AP Photo/Carolyn Kaster, File

Today, Kentucky Senator Rand Paul took to the floor of the US Senate to argue against the impeachment of President Trump nearly a month after he left office. The impeachment rests on a hastily drafted single article proffered by the House of Representatives. It counterfactually charges that President Trump incited the riot in the US Capitol on January 6 when a) nothing in President Trump’s speech called anyone to violence or direction action and b) the first breach of police lines at the US Capitol took place over 20 minutes before the President, at the end of his speech, asked his supporters to peacefully march to the Capitol (New Information About the Capitol Riot Demolishes the Media Narrative and Asks Questions That Need To Be Answered note: VIP link).
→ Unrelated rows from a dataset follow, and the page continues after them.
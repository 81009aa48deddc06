pub mod screen;

use ratatui::{
    buffer::Buffer,
    layout::{Alignment, Constraint, Direction, Layout, Rect},
    style::{Color, Modifier, Style},
    text::{Line, Span},
    widgets::{Paragraph, Widget},
};
use spectype::matcher::{LetterState, TypedWord};
use unicode_width::UnicodeWidthChar;

use crate::{ui::screen::current_screen, App};

const HORIZONTAL_MARGIN: u16 = 5;
const VERTICAL_MARGIN: u16 = 2;
const INPUT_PROMPT: &str = "› ";

impl Widget for &App {
    fn render(self, area: Rect, buf: &mut Buffer) {
        current_screen(self.session.state()).render(self, area, buf);
    }
}

fn bold() -> Style {
    Style::default().add_modifier(Modifier::BOLD)
}

fn dim_bold() -> Style {
    bold().add_modifier(Modifier::DIM)
}

/// Colour for the ghost meter: calm while there is room, red when it is close
fn meter_color(progress: f64) -> Color {
    if progress > 60.0 {
        Color::Green
    } else if progress > 30.0 {
        Color::Yellow
    } else {
        Color::Red
    }
}

/// The target word, one span per letter, coloured by how it was typed.
/// The next letter to type is underlined.
fn word_spans(typed: &TypedWord) -> Vec<Span<'static>> {
    let cursor = typed
        .letter_states
        .iter()
        .position(|s| *s == LetterState::Pending);

    typed
        .target_word
        .chars()
        .zip(typed.letter_states.iter())
        .enumerate()
        .map(|(idx, (c, state))| {
            let style = match state {
                LetterState::Correct => bold().fg(Color::Green),
                LetterState::Incorrect => bold().fg(Color::Red),
                LetterState::Pending if Some(idx) == cursor => {
                    dim_bold().add_modifier(Modifier::UNDERLINED)
                }
                LetterState::Pending => dim_bold(),
            };
            Span::styled(c.to_string(), style)
        })
        .collect()
}

/// The end of `input` that fits in `max_width` columns once the prompt is
/// drawn in front of it
fn visible_input(input: &str, max_width: usize) -> String {
    let budget = max_width.saturating_sub(INPUT_PROMPT.chars().count());
    let mut width = 0;
    let mut tail: Vec<char> = Vec::new();

    for c in input.chars().rev() {
        width += c.width().unwrap_or(0);
        if width > budget {
            break;
        }
        tail.push(c);
    }

    tail.iter().rev().collect()
}

/// Draw lines stacked in the vertical middle of `area`
fn render_centered(lines: Vec<Line<'_>>, area: Rect, buf: &mut Buffer) {
    let height = lines.len() as u16;
    let chunks = Layout::default()
        .direction(Direction::Vertical)
        .horizontal_margin(HORIZONTAL_MARGIN)
        .vertical_margin(VERTICAL_MARGIN)
        .constraints([
            Constraint::Min(0),
            Constraint::Length(height),
            Constraint::Min(0),
        ])
        .split(area);

    Paragraph::new(lines)
        .alignment(Alignment::Center)
        .render(chunks[1], buf);
}

fn legend(keys: &str) -> Paragraph<'_> {
    Paragraph::new(Span::styled(keys, Style::default().add_modifier(Modifier::ITALIC)))
        .alignment(Alignment::Center)
}

#[cfg(test)]
mod tests {
    use super::*;
    use crate::{test_app, test_app_with_rules};
    use crossterm::event::{KeyCode, KeyEvent, KeyModifiers};
    use std::time::Duration;

    fn render(app: &App, width: u16, height: u16) -> (Buffer, String) {
        let area = Rect::new(0, 0, width, height);
        let mut buffer = Buffer::empty(area);
        app.render(area, &mut buffer);

        let rendered = buffer
            .content()
            .iter()
            .map(|c| c.symbol())
            .collect::<String>();
        (buffer, rendered)
    }

    fn type_str(app: &mut App, s: &str) {
        for c in s.chars() {
            app.on_key(KeyEvent::new(KeyCode::Char(c), KeyModifiers::NONE), Duration::ZERO);
        }
    }

    fn start(app: &mut App) {
        app.on_key(KeyEvent::new(KeyCode::Enter, KeyModifiers::NONE), Duration::ZERO);
    }

    /// First cell where `needle` starts, as (x, y)
    fn find(buffer: &Buffer, needle: &str) -> (u16, u16) {
        let needle: Vec<String> = needle.chars().map(|c| c.to_string()).collect();
        let area = buffer.area;

        for y in area.top()..area.bottom() {
            for x in area.left()..area.right() {
                let matches = needle.iter().enumerate().all(|(i, c)| {
                    let cx = x + i as u16;
                    cx < area.right() && buffer[(cx, y)].symbol() == c
                });
                if matches {
                    return (x, y);
                }
            }
        }
        panic!("{needle:?} not rendered");
    }

    #[test]
    fn test_ui_widget_title_screen() {
        let app = test_app(&["ghost"], 31);
        let (_, rendered) = render(&app, 80, 24);

        assert!(rendered.contains("spectype"));
        assert!(rendered.contains("high score 31"));
        assert!(rendered.contains("(enter) start"));
    }

    #[test]
    fn test_ui_widget_playing() {
        let mut app = test_app(&["ghost"], 0);
        start(&mut app);
        let (_, rendered) = render(&app, 80, 24);

        assert!(rendered.contains("ghost"));
        assert!(rendered.contains("score 0"));
        assert!(rendered.contains("level 1"));
        assert!(rendered.contains("100%"));
    }

    #[test]
    fn test_ui_widget_letter_colours() {
        let mut app = test_app(&["ghost"], 0);
        start(&mut app);
        type_str(&mut app, "gha");

        let (buffer, rendered) = render(&app, 80, 24);
        let (x, y) = find(&buffer, "ghost");

        assert_eq!(buffer[(x, y)].fg, Color::Green);
        assert_eq!(buffer[(x + 1, y)].fg, Color::Green);
        assert_eq!(buffer[(x + 2, y)].fg, Color::Red);
        assert!(buffer[(x + 3, y)].modifier.contains(Modifier::UNDERLINED));
        assert!(buffer[(x + 4, y)].modifier.contains(Modifier::DIM));
        assert!(rendered.contains("› gha"));
    }

    #[test]
    fn test_ui_widget_game_over() {
        let mut app = test_app(&["boo"], 2);
        start(&mut app);
        type_str(&mut app, "boo");
        app.session.advance_to(Duration::from_secs(600));

        let (_, rendered) = render(&app, 80, 24);

        assert!(rendered.contains("the ghost caught you"));
        assert!(rendered.contains("final score 3"));
        assert!(rendered.contains("high score 3"));
        assert!(rendered.contains("(enter) play again"));
    }

    #[test]
    fn test_ui_widget_small_area() {
        let mut app = test_app(&["ghost"], 0);
        start(&mut app);

        let (buffer, _) = render(&app, 10, 4);
        assert_eq!(buffer.area, Rect::new(0, 0, 10, 4));
    }

    #[test]
    fn test_ui_widget_survives_broken_rules() {
        use spectype::scoring::Rules;
        use spectype::session::SessionState;

        let rules = Rules {
            base_decrease_rate: 0.0,
            decay_divisor: 0.0,
            rate_step: -0.5,
            ..Rules::default()
        };
        let mut app = test_app_with_rules(&["ghost"], 0, rules);
        start(&mut app);

        app.session.advance_to(Duration::from_millis(100));
        let (_, rendered) = render(&app, 80, 24);
        assert!(rendered.contains("%"));

        app.session.advance_to(Duration::from_secs(600));
        assert_eq!(app.session.state(), SessionState::GameOver);
        let (_, rendered) = render(&app, 80, 24);
        assert!(rendered.contains("the ghost caught you"));
    }

    #[test]
    fn test_meter_color_thresholds() {
        assert_eq!(meter_color(100.0), Color::Green);
        assert_eq!(meter_color(45.0), Color::Yellow);
        assert_eq!(meter_color(30.0), Color::Red);
        assert_eq!(meter_color(0.0), Color::Red);
    }

    #[test]
    fn test_visible_input_keeps_the_tail() {
        assert_eq!(visible_input("phantom", 20), "phantom");
        assert_eq!(visible_input("phantom", 6), "ntom");
        assert_eq!(visible_input("phantom", 1), "");
    }

    #[test]
    fn test_ui_constants() {
        assert_eq!(HORIZONTAL_MARGIN, 5);
        assert_eq!(VERTICAL_MARGIN, 2);
    }
}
As I pointed out just a short while ago, a lot of senators are feeling that this is a monumental waste of time that causes disunity in the GOP caucus as well as forcing senators to make a useless and politically charged vote (Mitch McConnell Faces Blowback Over the Impeachment Vote He Helped Engineer). That was the sentiment that was echoed by Senator Paul (I’m beginning to regret making him the butt of so many jokes…but not so much as to really regret it):

Impeachment is for removal from office, and the accused here has already left office,” he argued on the floor earlier in the day, adding that the trial would “drag our great country down into the gutter of rancor and vitriol, the likes of which has never been seen in our nation’s history.”

Democrats signaled they would immediately move to kill Paul’s objection, prompting a vote.

To convict Trump, it would require 67 members of the 100-member body. If convicted, Trump could be barred from holding future office with a subsequent majority vote. Paul sought to muster at least 34 votes to signal there are enough senators with constitutional misgivings to secure an acquittal.

Paul did much better than getting one-third of the GOP to agree.

What this shows is that 45 senators have declared the proceedings to be unconstitutional. While a lot of legal theorists with an inflated self-image have gone to great lengths to declare that hounding a man who is out of office to limit his political influence and to exact personal vengeance is well within the norms of the American political tradition, nearly half of the Senate disagrees.

This vote sets a ceiling on the number of votes the pro-vengeance side can get. Some number of the 55 senators who see this kangaroo court as legitimate will vote to acquit if they are able to comprehend the timeline of events on January 6.